Helvetia Patria montrée du doigt
Travail.Suisse a également décerné sa «fourchette salariale
2007», qui pointe du doigt l'entreprise où l'écart salarial s'est
le plus accentué. Ce prix est attribué à Helvetia Patria,
l'assureur ayant vu le fossé se creuser de 69% en 2007. Pour Martin
Flügel, cette évolution ne restera pas sans conséquences. Tôt ou
tard, la motivation et la loyauté des travailleurs seront
certainement minées. Par conséquent, il n'y aucune raison de
s'imposer de la retenue en matière d'exigences salariales, a-t-il
revendiqué.
Pour contrer les abus, il exige aussi le retour à des salaires
fixes pour les dirigeants et un représentant des travailleurs au
sein du conseil d'administration. Le futur président de
Travail.Suisse rejette en outre tout cadeau fiscal accordé aux
managers.
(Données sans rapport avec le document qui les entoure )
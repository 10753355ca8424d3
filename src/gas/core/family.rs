//! Observation families for GAS models.
//!
//! Purpose
//! -------
//! Encapsulate everything the recursion, estimators and forecaster need to
//! know about the observation density `p(y | θ)`: its log-density, score
//! `∂ log p / ∂θ`, Fisher information, link functions, mean and sampler.
//!
//! Key behaviors
//! -------------
//! - Both families use a log link: the natural parameter is `λ = exp(θ)`.
//! - [`Family::scaled_score`] returns the GAS driving innovation `u_t`,
//!   either the raw score ([`ScoreScaling::Unit`]) or the score divided by
//!   the Fisher information ([`ScoreScaling::InverseFisher`]).
//! - [`Family::score_derivative`] returns `∂u/∂θ`, used by the analytic
//!   gradient of the log-likelihood.
//!
//! Invariants & assumptions
//! ------------------------
//! - Observations outside the support yield `GASError::OutOfSupport`; they
//!   are never turned into NaN silently.
//! - `θ` is assumed finite (the recursion clamps it with `ThetaGuards`).
//!
//! | family      | log p(y given θ)   | score   | Fisher info | mean  |
//! |-------------|--------------------|---------|-------------|-------|
//! | Exponential | θ − λy             | 1 − λy  | 1           | 1/λ   |
//! | Poisson     | yθ − λ − ln y!     | y − λ   | λ           | λ     |
use crate::gas::{
    core::options::ScoreScaling,
    errors::{GASError, GASResult},
};
use ndarray::Array1;
use rand::Rng;
use rand_distr::Distribution;
use statrs::distribution::{Continuous, Discrete, Exp, Poisson};
use std::str::FromStr;

/// Supported observation families.
#[derive(Debug, Clone, Copy, PartialEq, Eq)]
pub enum Family {
    /// Exponential with rate `λ = exp(θ)`; support `y ≥ 0`.
    Exponential,
    /// Poisson with intensity `λ = exp(θ)`; support non-negative integers.
    Poisson,
}

impl Family {
    pub fn name(&self) -> &'static str {
        match self {
            Family::Exponential => "Exponential",
            Family::Poisson => "Poisson",
        }
    }

    /// Natural parameter `λ` to link scale `θ = ln λ`.
    pub fn link(&self, natural: f64) -> f64 {
        natural.ln()
    }

    /// Link scale `θ` to natural parameter `λ = exp(θ)`.
    pub fn inverse_link(&self, theta: f64) -> f64 {
        theta.exp()
    }

    /// Check that observation `y` (at `index`) lies in the support.
    pub fn check_support(&self, index: usize, y: f64) -> GASResult<()> {
        let ok = match self {
            Family::Exponential => y >= 0.0,
            Family::Poisson => y >= 0.0 && y.fract() == 0.0,
        };
        if ok && y.is_finite() { Ok(()) } else { Err(GASError::OutOfSupport { index, value: y }) }
    }

    /// `log p(y | θ)` for an observation already known to be in the support.
    ///
    /// # Errors
    /// - `GASError::InvalidFamilyParam` if `exp(θ)` is not a valid rate.
    pub fn log_density(&self, y: f64, theta: f64) -> GASResult<f64> {
        let lambda = self.inverse_link(theta);
        match self {
            Family::Exponential => Ok(Exp::new(lambda)?.ln_pdf(y)),
            Family::Poisson => Ok(Poisson::new(lambda)?.ln_pmf(y as u64)),
        }
    }

    /// Score `∂ log p(y | θ) / ∂θ`.
    pub fn score(&self, y: f64, theta: f64) -> f64 {
        let lambda = self.inverse_link(theta);
        match self {
            Family::Exponential => 1.0 - lambda * y,
            Family::Poisson => y - lambda,
        }
    }

    /// Fisher information `E[score²]` at `θ`.
    pub fn fisher_information(&self, theta: f64) -> f64 {
        match self {
            Family::Exponential => 1.0,
            Family::Poisson => self.inverse_link(theta),
        }
    }

    /// GAS innovation `u = S(θ)·score`.
    pub fn scaled_score(&self, y: f64, theta: f64, scaling: ScoreScaling) -> f64 {
        match scaling {
            ScoreScaling::Unit => self.score(y, theta),
            ScoreScaling::InverseFisher => self.score(y, theta) / self.fisher_information(theta),
        }
    }

    /// `∂u/∂θ` for the innovation returned by [`Family::scaled_score`].
    pub fn score_derivative(&self, y: f64, theta: f64, scaling: ScoreScaling) -> f64 {
        let lambda = self.inverse_link(theta);
        match (self, scaling) {
            (Family::Exponential, _) => -lambda * y,
            (Family::Poisson, ScoreScaling::Unit) => -lambda,
            (Family::Poisson, ScoreScaling::InverseFisher) => -y / lambda,
        }
    }

    /// Mean of `y` given `θ`.
    pub fn mean(&self, theta: f64) -> f64 {
        let lambda = self.inverse_link(theta);
        match self {
            Family::Exponential => 1.0 / lambda,
            Family::Poisson => lambda,
        }
    }

    /// Link-scale value whose mean equals `ybar`; 0 when `ybar` is not
    /// a valid mean for the family.
    pub fn mean_transform(&self, ybar: f64) -> f64 {
        if !(ybar.is_finite() && ybar > 0.0) {
            return 0.0;
        }
        match self {
            Family::Exponential => -ybar.ln(),
            Family::Poisson => ybar.ln(),
        }
    }

    /// One draw from `p(· | θ)`.
    pub fn draw<R: Rng + ?Sized>(&self, theta: f64, rng: &mut R) -> GASResult<f64> {
        let lambda = self.inverse_link(theta);
        match self {
            Family::Exponential => Ok(rand_distr::Exp::new(lambda)?.sample(rng)),
            Family::Poisson => Ok(rand_distr::Poisson::new(lambda)?.sample(rng)),
        }
    }

    /// `n` independent draws from `p(· | θ)`.
    pub fn sample<R: Rng + ?Sized>(
        &self, theta: f64, n: usize, rng: &mut R,
    ) -> GASResult<Array1<f64>> {
        let lambda = self.inverse_link(theta);
        match self {
            Family::Exponential => {
                let dist = rand_distr::Exp::new(lambda)?;
                Ok(Array1::from_shape_fn(n, |_| dist.sample(rng)))
            }
            Family::Poisson => {
                let dist = rand_distr::Poisson::new(lambda)?;
                Ok(Array1::from_shape_fn(n, |_| dist.sample(rng)))
            }
        }
    }
}

impl FromStr for Family {
    type Err = GASError;

    fn from_str(s: &str) -> Result<Self, Self::Err> {
        match s.to_lowercase().as_str() {
            "exponential" => Ok(Family::Exponential),
            "poisson" => Ok(Family::Poisson),
            _ => Err(GASError::InvalidOption {
                name: "family",
                reason: format!("unknown family '{s}'; valid options are 'Exponential' or 'Poisson'"),
            }),
        }
    }
}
L'initiative déposée par un petit patron alémanique
contre les rémunérations abusives va aussi dans la bonne direction,
a-t-il souligné.
agences/sun
Le top-12 de Travail.Suisse
Travail.Suisse a publié lundi le classement des rémunérations les plus élevées en 2007. Les 12 premiers patrons de la liste sont:
Daniel Vasella (Novartis, 34,7 millions de francs).
Franz Humer (Roche, 22,5 millions).
Brady Dougan (Credit Suisse, 22,2 millions).
Peter Brabeck (Nestlé, 20,2 millions).
Thomas Limberger (Oerlikon, 16,5 millions).
Walter Kielholz (Credit Suisse, 14,6 millions).
James Schiro (Zurich, 12,3 millions).
Rory Tapner (UBS, 10,3 millions).
Ernst Tanner (Lindt & Sprüngli, 10,2 millions).
Fred Kindle (ABB, 9,4 millions)
Nick Hayek (Swatch, 5,6 millions).
Rolf Dörig (Swiss Life, 5,4 millions).
Commerce: salaires des employés à revoir
SEC Suisse, l'organisation qui défend les intérêts des employés de commerce, formule ses exigences d'augmentations de salaire pour l'an prochain. Elle demande 3% pour le personnel de vente ainsi que 3,5% pour celui travaillant dans l'industrie et les banques.
L'exigence de SEC Suisse se fonde sur un besoin de rattrapage en matière de pouvoir d'achat, a-t-elle fait savoir lundi devant la presse à Zurich.
Elle estime notamment que la rémunération des employés de commerce les plus anciens a stagné au cours des dix dernières années.